▶ _Aim of the exercise_
Work through the data below and copy out every line where "MoveInput" is found.
--- Data records ---
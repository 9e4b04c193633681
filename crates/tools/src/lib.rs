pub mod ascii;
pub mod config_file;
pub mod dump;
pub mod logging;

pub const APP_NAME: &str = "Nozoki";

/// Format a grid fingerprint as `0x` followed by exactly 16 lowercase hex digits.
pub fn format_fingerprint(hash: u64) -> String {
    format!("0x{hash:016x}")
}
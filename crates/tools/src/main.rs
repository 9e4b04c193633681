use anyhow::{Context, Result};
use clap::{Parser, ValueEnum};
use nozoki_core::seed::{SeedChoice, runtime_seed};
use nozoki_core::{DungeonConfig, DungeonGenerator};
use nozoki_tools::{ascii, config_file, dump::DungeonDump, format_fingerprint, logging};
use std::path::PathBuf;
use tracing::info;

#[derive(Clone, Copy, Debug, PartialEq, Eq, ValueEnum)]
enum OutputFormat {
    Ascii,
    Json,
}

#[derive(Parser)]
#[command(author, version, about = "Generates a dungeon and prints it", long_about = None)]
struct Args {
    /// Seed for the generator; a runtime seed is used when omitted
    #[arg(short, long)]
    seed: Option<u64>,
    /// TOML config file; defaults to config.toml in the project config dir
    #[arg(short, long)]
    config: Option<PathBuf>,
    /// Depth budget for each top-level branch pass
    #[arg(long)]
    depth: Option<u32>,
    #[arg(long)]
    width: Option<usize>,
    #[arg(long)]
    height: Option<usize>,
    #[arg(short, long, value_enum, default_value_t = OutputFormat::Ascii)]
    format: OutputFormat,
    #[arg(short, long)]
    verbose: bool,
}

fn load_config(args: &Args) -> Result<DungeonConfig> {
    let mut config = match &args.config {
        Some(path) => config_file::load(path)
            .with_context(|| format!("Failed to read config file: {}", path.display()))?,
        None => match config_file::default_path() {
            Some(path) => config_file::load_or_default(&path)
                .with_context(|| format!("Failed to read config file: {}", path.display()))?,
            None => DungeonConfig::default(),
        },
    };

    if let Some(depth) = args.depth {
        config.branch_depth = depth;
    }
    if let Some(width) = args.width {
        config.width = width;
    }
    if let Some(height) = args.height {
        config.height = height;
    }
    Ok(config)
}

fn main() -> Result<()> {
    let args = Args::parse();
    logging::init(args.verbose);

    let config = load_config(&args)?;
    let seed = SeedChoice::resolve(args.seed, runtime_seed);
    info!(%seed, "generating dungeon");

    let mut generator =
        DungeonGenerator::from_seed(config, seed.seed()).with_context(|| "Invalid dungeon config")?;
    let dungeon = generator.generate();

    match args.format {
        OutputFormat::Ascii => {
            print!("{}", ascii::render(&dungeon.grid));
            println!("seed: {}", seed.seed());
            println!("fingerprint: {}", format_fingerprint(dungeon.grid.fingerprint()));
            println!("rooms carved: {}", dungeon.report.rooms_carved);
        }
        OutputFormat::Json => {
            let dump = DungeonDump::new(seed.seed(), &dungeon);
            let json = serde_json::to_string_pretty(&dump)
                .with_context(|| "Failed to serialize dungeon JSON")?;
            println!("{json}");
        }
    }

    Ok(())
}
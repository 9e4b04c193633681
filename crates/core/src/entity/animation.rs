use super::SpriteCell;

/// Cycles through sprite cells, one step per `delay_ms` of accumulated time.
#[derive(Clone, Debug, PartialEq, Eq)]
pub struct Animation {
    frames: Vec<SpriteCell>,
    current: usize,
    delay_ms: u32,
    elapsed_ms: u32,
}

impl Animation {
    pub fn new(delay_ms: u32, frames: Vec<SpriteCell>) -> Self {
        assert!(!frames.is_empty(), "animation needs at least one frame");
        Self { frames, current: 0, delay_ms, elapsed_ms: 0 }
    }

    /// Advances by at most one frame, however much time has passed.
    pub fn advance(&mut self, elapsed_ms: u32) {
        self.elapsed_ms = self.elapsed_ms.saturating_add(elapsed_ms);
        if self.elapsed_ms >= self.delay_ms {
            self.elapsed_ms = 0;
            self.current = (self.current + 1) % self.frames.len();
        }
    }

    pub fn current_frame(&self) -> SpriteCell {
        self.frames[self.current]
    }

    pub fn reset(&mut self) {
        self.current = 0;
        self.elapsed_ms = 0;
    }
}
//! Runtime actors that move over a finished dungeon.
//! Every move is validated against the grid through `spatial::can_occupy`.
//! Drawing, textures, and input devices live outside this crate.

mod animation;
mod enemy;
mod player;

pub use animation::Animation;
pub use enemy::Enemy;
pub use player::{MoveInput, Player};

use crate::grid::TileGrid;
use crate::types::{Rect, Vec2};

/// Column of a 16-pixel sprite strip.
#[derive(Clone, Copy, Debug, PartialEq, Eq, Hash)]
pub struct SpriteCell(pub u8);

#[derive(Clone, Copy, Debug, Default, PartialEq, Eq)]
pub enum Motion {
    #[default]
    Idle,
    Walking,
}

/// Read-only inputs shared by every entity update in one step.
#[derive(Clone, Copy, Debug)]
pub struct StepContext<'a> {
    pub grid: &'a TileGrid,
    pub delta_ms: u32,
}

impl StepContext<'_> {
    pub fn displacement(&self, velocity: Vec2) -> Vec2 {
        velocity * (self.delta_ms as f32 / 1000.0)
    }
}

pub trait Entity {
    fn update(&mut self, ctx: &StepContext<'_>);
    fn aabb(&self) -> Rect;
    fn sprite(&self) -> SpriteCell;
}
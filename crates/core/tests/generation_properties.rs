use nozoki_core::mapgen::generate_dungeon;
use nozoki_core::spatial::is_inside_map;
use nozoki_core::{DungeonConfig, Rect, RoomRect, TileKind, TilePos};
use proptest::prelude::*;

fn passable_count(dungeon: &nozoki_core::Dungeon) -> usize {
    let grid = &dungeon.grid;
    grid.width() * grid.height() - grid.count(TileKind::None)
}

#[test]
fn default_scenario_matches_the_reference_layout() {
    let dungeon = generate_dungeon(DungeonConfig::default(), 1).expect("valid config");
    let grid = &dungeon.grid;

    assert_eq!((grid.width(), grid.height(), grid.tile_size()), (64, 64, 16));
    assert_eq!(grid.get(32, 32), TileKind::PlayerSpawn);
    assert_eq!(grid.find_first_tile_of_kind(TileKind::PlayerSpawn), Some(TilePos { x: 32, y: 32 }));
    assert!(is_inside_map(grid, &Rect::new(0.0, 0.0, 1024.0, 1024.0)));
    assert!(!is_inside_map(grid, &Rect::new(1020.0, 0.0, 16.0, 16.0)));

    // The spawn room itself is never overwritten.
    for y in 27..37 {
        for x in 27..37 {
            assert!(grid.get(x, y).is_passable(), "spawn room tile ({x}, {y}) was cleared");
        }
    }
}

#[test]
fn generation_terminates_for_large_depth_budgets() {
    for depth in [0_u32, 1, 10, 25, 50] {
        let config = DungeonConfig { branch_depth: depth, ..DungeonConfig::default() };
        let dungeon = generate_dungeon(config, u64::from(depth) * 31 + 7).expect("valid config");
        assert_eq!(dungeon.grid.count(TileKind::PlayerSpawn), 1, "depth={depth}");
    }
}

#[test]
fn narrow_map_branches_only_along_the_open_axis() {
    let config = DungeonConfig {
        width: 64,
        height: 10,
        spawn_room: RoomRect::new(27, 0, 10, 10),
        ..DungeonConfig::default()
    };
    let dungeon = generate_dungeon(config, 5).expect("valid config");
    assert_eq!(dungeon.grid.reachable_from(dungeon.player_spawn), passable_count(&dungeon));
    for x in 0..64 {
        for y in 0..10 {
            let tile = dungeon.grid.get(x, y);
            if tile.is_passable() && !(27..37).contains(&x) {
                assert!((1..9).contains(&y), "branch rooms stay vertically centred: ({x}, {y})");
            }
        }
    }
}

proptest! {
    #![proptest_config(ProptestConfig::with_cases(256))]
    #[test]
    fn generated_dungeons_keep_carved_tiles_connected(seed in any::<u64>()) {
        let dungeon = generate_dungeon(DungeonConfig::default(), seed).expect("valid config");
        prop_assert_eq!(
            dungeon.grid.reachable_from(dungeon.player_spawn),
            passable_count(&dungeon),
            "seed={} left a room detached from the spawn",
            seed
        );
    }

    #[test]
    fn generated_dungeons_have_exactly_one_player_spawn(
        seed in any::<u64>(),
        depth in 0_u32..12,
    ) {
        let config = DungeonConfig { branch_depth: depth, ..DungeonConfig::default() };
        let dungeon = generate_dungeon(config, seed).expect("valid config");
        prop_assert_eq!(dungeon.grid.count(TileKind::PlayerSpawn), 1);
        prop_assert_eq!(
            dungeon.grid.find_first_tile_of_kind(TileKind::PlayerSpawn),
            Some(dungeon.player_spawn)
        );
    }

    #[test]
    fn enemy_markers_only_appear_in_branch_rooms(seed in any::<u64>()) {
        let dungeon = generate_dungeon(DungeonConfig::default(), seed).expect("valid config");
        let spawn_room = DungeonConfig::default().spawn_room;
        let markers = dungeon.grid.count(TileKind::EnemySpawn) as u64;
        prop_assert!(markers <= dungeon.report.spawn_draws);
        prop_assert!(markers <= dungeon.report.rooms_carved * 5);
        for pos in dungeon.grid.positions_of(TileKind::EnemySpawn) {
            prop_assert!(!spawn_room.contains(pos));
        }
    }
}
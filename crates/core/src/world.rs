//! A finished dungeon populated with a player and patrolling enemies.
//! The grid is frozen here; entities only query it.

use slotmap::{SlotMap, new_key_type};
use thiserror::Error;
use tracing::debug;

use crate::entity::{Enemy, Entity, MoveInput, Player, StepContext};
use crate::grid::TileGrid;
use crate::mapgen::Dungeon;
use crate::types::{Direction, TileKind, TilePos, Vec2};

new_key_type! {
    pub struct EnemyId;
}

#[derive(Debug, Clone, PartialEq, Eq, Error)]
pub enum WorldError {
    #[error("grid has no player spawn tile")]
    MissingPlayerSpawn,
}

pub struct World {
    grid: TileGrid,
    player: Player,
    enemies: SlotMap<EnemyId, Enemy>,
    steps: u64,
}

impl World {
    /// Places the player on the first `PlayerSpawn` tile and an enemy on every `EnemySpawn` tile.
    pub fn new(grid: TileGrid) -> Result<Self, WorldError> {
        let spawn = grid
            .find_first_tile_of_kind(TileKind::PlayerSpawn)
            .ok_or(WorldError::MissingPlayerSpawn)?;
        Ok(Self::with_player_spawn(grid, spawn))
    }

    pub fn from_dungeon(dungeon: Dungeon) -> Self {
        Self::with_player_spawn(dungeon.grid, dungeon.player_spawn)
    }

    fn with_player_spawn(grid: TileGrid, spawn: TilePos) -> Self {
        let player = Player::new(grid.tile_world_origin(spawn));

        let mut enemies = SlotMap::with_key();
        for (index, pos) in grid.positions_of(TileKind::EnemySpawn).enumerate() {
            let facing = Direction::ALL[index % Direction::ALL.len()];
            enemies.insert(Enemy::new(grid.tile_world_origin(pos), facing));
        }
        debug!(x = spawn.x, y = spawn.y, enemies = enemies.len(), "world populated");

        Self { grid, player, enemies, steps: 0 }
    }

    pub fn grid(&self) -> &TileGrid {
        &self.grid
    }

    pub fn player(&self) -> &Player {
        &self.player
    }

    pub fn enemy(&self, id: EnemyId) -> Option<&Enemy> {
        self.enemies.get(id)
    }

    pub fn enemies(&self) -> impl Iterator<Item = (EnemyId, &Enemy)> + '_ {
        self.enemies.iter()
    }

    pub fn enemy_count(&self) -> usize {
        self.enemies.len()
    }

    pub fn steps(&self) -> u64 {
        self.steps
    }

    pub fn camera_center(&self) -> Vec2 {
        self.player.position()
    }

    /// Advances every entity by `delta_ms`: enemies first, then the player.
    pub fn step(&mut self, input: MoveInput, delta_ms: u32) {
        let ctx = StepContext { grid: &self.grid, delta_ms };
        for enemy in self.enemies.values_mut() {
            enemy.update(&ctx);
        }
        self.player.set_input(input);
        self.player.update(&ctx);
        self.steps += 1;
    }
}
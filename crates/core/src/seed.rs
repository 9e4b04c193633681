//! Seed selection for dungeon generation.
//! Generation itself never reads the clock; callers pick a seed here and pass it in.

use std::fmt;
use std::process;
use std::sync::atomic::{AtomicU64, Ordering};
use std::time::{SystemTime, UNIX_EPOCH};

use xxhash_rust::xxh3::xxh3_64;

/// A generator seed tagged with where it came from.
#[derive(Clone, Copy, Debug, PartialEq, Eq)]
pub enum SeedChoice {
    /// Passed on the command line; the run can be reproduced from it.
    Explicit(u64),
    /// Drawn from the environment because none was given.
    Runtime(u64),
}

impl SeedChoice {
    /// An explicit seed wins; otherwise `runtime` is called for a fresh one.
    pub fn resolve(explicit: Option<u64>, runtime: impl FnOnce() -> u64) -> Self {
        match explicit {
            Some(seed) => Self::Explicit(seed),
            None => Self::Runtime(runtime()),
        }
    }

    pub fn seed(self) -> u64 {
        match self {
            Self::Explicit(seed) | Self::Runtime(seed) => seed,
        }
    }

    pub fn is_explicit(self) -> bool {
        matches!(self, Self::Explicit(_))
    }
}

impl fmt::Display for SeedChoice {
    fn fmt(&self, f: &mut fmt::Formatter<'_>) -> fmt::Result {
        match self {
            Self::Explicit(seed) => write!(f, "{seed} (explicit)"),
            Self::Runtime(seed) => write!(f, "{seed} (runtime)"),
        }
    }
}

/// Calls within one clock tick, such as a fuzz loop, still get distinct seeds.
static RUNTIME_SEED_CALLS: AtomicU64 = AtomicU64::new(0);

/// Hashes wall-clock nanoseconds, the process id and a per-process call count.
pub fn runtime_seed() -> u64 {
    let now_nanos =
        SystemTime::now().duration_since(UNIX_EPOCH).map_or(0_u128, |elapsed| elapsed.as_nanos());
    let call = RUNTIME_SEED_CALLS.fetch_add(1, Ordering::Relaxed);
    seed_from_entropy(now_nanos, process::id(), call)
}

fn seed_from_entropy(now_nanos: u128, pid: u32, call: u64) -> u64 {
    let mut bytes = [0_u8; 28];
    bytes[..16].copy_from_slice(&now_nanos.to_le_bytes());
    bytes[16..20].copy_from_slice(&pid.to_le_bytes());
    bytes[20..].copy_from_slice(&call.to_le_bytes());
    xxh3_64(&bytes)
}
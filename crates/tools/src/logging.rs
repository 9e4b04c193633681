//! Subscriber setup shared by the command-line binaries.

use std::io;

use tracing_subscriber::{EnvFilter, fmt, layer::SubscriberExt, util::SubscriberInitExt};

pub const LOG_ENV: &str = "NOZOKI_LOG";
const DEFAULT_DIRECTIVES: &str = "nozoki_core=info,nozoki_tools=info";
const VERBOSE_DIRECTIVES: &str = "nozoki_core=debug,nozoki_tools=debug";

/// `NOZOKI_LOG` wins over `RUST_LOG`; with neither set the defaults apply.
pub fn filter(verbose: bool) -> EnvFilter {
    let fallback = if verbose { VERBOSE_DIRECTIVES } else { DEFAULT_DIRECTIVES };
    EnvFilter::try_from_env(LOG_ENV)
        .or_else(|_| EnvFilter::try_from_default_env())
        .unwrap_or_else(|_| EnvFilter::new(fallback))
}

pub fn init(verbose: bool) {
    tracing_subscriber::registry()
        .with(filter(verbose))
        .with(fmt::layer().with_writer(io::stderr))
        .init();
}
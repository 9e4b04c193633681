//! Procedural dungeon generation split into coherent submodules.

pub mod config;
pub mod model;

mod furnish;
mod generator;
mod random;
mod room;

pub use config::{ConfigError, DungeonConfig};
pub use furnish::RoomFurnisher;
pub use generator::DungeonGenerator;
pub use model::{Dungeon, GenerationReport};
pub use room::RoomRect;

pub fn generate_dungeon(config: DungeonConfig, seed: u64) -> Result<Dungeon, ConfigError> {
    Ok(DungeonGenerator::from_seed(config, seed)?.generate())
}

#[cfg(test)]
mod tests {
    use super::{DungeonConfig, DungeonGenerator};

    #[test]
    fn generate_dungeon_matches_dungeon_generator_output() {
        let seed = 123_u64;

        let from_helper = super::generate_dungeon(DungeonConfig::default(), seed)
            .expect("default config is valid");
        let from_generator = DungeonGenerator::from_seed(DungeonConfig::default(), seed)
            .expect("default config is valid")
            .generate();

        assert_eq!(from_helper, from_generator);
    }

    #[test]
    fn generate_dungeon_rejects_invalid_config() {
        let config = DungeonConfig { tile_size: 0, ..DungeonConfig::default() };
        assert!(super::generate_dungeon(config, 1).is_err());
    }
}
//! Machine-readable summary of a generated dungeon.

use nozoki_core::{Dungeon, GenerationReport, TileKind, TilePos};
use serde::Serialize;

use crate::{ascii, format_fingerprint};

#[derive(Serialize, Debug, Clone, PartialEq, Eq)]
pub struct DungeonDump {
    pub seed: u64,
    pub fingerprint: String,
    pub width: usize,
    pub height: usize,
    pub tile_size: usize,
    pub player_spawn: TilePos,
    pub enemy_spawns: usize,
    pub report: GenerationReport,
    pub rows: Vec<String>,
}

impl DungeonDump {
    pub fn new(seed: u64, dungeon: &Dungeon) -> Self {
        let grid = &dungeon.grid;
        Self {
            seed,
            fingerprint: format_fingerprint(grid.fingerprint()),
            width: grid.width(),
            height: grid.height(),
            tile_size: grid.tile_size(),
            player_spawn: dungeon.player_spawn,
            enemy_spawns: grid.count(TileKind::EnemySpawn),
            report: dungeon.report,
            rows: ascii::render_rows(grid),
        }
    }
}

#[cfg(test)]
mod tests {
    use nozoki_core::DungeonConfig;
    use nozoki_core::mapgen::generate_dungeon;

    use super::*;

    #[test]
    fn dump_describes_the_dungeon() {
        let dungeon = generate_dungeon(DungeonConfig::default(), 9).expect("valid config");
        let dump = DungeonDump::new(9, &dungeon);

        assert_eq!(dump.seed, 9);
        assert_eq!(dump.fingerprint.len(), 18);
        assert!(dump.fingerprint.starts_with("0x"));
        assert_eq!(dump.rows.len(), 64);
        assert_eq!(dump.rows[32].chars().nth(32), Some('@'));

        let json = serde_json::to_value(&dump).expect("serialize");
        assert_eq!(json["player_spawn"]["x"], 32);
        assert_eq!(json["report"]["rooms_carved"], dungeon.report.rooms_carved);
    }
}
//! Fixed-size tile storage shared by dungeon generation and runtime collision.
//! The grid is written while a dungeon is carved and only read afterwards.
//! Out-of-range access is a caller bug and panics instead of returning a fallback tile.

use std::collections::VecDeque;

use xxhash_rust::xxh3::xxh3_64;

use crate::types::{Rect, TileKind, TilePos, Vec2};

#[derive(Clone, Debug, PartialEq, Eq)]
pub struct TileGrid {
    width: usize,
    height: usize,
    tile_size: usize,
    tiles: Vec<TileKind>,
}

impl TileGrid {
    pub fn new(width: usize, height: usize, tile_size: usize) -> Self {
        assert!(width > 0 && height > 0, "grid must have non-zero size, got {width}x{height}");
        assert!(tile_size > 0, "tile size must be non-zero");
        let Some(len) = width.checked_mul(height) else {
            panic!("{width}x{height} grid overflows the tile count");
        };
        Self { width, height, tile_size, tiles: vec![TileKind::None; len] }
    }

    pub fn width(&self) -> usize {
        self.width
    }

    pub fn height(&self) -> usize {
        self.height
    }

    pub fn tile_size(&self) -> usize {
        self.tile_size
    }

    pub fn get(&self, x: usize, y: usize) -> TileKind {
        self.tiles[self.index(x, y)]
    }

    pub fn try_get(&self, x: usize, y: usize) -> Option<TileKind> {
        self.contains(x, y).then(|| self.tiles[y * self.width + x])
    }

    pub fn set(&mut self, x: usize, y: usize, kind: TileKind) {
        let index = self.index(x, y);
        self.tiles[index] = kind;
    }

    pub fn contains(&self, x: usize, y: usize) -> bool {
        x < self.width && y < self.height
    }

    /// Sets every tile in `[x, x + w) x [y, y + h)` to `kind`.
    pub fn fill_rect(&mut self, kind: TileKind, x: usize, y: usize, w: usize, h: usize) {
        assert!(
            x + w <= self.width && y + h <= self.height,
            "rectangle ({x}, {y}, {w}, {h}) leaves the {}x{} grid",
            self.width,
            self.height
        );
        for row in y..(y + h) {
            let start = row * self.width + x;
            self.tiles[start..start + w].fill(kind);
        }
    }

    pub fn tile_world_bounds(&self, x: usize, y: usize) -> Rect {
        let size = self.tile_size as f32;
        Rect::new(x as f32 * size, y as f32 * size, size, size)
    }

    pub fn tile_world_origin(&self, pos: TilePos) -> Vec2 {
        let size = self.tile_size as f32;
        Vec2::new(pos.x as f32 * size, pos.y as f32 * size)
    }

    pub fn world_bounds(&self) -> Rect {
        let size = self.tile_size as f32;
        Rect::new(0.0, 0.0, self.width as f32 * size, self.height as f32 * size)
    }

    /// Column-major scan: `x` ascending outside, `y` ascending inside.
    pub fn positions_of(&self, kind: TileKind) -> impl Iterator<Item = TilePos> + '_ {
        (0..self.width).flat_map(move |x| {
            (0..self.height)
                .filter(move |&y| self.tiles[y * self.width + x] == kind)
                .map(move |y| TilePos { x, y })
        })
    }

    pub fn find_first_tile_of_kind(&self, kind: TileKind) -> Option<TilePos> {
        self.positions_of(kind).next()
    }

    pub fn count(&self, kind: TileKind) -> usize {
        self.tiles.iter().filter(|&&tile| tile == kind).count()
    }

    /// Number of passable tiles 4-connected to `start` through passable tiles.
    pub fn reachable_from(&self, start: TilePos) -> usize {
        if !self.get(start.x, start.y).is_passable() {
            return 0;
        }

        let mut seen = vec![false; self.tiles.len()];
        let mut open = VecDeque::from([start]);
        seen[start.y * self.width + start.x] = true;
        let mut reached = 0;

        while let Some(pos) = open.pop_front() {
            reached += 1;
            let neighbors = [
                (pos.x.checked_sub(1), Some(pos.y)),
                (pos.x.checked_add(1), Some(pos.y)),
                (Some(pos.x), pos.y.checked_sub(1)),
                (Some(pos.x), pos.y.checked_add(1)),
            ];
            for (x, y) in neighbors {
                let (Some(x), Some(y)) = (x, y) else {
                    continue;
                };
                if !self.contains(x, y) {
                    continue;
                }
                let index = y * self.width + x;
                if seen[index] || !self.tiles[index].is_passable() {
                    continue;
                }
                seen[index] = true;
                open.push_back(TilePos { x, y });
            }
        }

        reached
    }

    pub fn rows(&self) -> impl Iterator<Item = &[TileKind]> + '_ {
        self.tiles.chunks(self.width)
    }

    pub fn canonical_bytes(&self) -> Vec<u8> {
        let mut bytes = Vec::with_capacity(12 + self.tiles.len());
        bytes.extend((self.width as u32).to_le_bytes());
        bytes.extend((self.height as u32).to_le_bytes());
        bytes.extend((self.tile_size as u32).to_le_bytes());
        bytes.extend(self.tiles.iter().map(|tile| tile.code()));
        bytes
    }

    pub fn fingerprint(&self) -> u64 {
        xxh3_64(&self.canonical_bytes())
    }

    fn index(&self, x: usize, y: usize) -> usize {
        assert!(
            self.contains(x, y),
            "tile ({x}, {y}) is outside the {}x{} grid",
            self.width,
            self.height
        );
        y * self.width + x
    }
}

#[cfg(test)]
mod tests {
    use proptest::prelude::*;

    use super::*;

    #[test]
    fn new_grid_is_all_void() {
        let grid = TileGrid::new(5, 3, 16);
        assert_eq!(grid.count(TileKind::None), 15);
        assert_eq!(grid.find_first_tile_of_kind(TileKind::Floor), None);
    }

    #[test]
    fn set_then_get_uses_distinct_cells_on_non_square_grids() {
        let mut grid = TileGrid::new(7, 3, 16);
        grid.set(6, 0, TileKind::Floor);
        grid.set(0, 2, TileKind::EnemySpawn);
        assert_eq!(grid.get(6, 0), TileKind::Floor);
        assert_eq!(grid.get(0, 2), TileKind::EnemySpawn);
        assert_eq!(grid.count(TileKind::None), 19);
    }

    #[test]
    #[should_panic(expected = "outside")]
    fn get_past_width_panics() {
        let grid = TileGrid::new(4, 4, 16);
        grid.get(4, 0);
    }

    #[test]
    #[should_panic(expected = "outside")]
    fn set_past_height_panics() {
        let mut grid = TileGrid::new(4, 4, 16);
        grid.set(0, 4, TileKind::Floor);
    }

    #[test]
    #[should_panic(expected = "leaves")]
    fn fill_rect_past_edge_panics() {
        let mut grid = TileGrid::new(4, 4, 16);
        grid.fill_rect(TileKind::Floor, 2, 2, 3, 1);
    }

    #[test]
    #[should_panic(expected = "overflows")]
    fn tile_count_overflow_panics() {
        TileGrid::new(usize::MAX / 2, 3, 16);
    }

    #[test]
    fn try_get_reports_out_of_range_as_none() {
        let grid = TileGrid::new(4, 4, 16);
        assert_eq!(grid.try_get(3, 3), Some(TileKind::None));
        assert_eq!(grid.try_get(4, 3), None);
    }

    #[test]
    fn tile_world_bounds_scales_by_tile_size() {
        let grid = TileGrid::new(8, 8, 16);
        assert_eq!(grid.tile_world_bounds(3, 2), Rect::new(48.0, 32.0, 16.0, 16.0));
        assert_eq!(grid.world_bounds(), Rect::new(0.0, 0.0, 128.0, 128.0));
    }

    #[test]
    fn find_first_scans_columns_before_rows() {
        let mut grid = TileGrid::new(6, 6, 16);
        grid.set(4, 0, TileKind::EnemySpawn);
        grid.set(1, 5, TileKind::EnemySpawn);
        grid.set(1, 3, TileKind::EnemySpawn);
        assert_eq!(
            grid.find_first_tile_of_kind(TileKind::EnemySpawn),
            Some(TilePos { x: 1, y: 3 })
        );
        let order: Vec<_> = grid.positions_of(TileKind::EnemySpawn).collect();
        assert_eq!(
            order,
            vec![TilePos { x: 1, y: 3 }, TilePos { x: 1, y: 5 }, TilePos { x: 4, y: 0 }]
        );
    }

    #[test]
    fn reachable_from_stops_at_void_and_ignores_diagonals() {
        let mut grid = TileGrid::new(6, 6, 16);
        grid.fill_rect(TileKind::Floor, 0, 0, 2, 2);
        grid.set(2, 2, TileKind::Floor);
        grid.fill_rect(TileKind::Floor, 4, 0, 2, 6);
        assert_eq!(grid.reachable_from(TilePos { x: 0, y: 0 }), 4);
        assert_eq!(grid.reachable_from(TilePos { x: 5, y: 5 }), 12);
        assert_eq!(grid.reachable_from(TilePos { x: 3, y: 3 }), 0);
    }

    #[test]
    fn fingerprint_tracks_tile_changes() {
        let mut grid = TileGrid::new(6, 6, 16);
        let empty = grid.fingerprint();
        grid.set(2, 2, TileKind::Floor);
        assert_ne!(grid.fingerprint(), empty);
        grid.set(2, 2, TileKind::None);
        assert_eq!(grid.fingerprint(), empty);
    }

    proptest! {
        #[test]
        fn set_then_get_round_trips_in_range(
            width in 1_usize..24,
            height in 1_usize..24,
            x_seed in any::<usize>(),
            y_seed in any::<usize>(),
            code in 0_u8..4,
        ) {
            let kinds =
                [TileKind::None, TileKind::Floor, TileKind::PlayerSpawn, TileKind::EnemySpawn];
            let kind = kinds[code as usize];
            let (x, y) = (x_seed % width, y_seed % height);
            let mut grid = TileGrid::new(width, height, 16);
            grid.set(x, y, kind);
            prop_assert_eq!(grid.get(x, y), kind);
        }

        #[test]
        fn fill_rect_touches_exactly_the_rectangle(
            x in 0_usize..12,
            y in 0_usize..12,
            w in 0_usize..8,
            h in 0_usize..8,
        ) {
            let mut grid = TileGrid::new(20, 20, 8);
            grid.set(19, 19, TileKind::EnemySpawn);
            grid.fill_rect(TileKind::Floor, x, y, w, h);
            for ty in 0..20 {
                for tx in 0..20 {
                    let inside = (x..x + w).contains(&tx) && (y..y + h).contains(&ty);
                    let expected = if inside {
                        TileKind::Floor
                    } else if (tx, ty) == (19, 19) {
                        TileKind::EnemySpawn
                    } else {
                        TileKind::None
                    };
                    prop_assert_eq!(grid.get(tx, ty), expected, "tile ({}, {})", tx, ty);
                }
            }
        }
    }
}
---
▶ _Exercise response_
pub use player::{MoveInput, Player};
use crate::entity::{Enemy, Entity, MoveInput, Player, StepContext};
    pub fn step(&mut self, input: MoveInput, delta_ms: u32) {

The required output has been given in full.